Jane (I’m not an accomplished linker, so I won’t even try) gave me some good insight and advice on working with my SuperAdminWoman. And I thank her. The short of it is, next Tuesday is Filing Day. I’m going to guide, assist, and help. Won’t that be fun? No? Don’t you want to work here? Come on – Neuroses R Us.
Today is my 4th wedding anniversary. It’s DW’s, too. Because we married each other, and that’s how that works. Let’s listen in on a conversation that I engineered, thanks to PMS, to be as petulant and trying as possible:
“Are you playing football on Thursday?”
“No, we’re done with weekday games.”
“Yeah, we have a couple of weekend tournaments coming up.”
“Why? What’s up?”
“Well, Thursday is our anniversary, and I figured if you were playing football, I was going to let that set the tone on our whole relationship going forward.”
“Oh! That’s right, it’s our anniversary! We should at least go get some grub.”
(doesn’t that sound deliciously enticing?) “Yeah, let’s get some grub.”
So we are going to get some Anniversary Grub tonight.
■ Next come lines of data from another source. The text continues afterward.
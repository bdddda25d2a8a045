//! Test Fixtures
//!
//! Configuration tuned for the scripted console and canned console output.

use std::sync::Arc;

use consolepilot::{CommandDriver, Config, RequestSerializer};

use super::mock_console::MockLauncher;

pub const SESSIONS_TABLE: &str = "\
Active sessions
===============

  Id  Name  Type                     Information          Connection
  --  ----  ----                     -----------          ----------
  1         meterpreter x86/windows  NT AUTHORITY\\SYSTEM  10.0.0.1:4444 -> 10.0.0.2:49152 (10.0.0.2)
  2         shell linux              www-data             10.0.0.1:4445 -> 10.0.0.3:51000 (10.0.0.3)
";

pub const JOBS_TABLE: &str = "\
Jobs
====

  Id  Name                    Payload                          Payload opts
  --  ----                    -------                          ------------
  0   Exploit: multi/handler  windows/meterpreter/reverse_tcp  tcp://10.0.0.1:4444
";

pub const SEARCH_TABLE: &str = "\
Matching Modules
================

   #  Name                                      Disclosure Date  Rank     Check  Description
   -  ----                                      ---------------  ----     -----  -----------
   0  exploit/windows/smb/ms17_010_eternalblue  2017-03-14       average  Yes    MS17-010 EternalBlue SMB Remote Windows Kernel Pool Corruption
   1  auxiliary/scanner/smb/smb_ms17_010                         normal   No     MS17-010 SMB RCE Detection
   2  exploit/windows/smb/ms17_010_psexec       2017-03-14       normal   Yes    MS17-010 EternalRomance/EternalSynergy/EternalChampion SMB Remote Windows Code Execution
";

pub const SESSION_OPENED: &str =
    "[*] Meterpreter session 1 opened (10.0.0.1:4444 -> 10.0.0.2:49152) at 2024-05-01 10:00:00 +0000";

/// Create a test configuration with short process limits
pub fn test_config() -> Config {
    let mut config = Config::default();
    config.supervisor.startup_timeout_secs = 5;
    config.supervisor.max_restarts = 3;
    config.supervisor.shutdown_grace_ms = 100;
    config.output.prompt_settle_ms = 200;
    config.registry.reap_interval_secs = 3600;
    config
}

/// A started driver on top of the scripted console
pub async fn start_driver(launcher: Arc<MockLauncher>, config: &Config) -> CommandDriver {
    let mut driver = CommandDriver::from_config(config, launcher).expect("valid test config");
    driver.start().await.expect("scripted console starts");
    driver
}

/// A started serializer on top of the scripted console
pub async fn start_serializer(launcher: Arc<MockLauncher>, config: &Config) -> RequestSerializer {
    RequestSerializer::from_config(config, launcher)
        .await
        .expect("scripted console starts")
}
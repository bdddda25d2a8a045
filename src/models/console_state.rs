//! Console Process State
//!
//! Process-wide state owned by the supervisor. A new generation begins
//! every time a console process reaches its first prompt.

use chrono::{DateTime, Utc};
use serde::{Deserialize, Serialize};

#[derive(Debug, Clone, Default, PartialEq, Serialize, Deserialize)]
pub struct ConsoleState {
    /// OS process identifier of the current console
    pub pid: Option<u32>,
    pub is_alive: bool,
    /// Automatic restarts performed so far
    pub restart_count: u32,
    pub last_prompt_seen: String,
    /// Incremented on every successful start; 0 before the first one
    pub generation: u64,
    pub started_at: Option<DateTime<Utc>>,
    pub terminated_at: Option<DateTime<Utc>>,
}

impl ConsoleState {
    pub fn new() -> Self {
        Self::default()
    }

    /// Record a console that reached its ready prompt
    pub fn mark_started(&mut self, pid: Option<u32>, prompt: &str) -> u64 {
        self.pid = pid;
        self.is_alive = true;
        self.generation += 1;
        self.last_prompt_seen = prompt.to_string();
        self.started_at = Some(Utc::now());
        self.terminated_at = None;
        self.generation
    }

    pub fn mark_terminated(&mut self) {
        self.is_alive = false;
        self.terminated_at = Some(Utc::now());
    }

    pub fn has_started(&self) -> bool {
        self.generation > 0
    }

    /// Time since the current console started
    pub fn uptime(&self) -> Option<std::time::Duration> {
        match (self.started_at, self.is_alive) {
            (Some(start), true) => Utc::now().signed_duration_since(start).to_std().ok(),
            _ => None,
        }
    }
}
Then, in another spate of me feeling sorry for myself this morning, I set DW up with this scenario:
“What is your golf schedule this weekend?”
“Well, we have shotgun scattered blah blah blah at noon on Friday, and then select scattered every other something something on Saturday, tee times at 8 and at 1:15, yack yack yack social in the party room starting about 6 Saturday evening. Why?”
“Well, since I’m alone most of the time, I’m trying to fill my days up with as many chores and tasks as possible, so that I can pretend I’m happy and fulfilled by just keeping busy. I’m trying to figure out how much shit I should schedule for myself – how much time I need to fill.” I think I choked back a self-pitying sob here
“Oh. Well, you wanna come up and ride along on the second leg? You could get your chores done in the morning, and come up and read a book in the cart and drink beer with us.”
“I might be too busy cleaning the garage. I’ll have to see.”
No, my friends, I’m not bragging about my bad behavior. I’m confessing. I’m such a bitch. I try to gently passive-aggressively manipulate my SuperAdminWoman into doing the things I want her to do, and I pull this WAAAHHHH shit with my husband. I could write a book on this stuff and call it “How Not To Be”.
To DW’s credit, he doesn’t buy my shit. I don’t know if he’s too thick to take the hint, or if he’s just really practiced at ignoring my antics. I suspect it’s the latter. He has the patience of a SAINT, one of those really patient ones, St. Patience or something. I have to really push a lot of this at him to piss him off, but so far, this episode, he’s just very blithely ignoring me.
I’m pitiful! I’m hideous! Look away!
Anyway, here are the flowers he sent me this morning:
Somebody’s going to be rewarded through positive reinforcement tonight, if you know what I mean, and I think you do.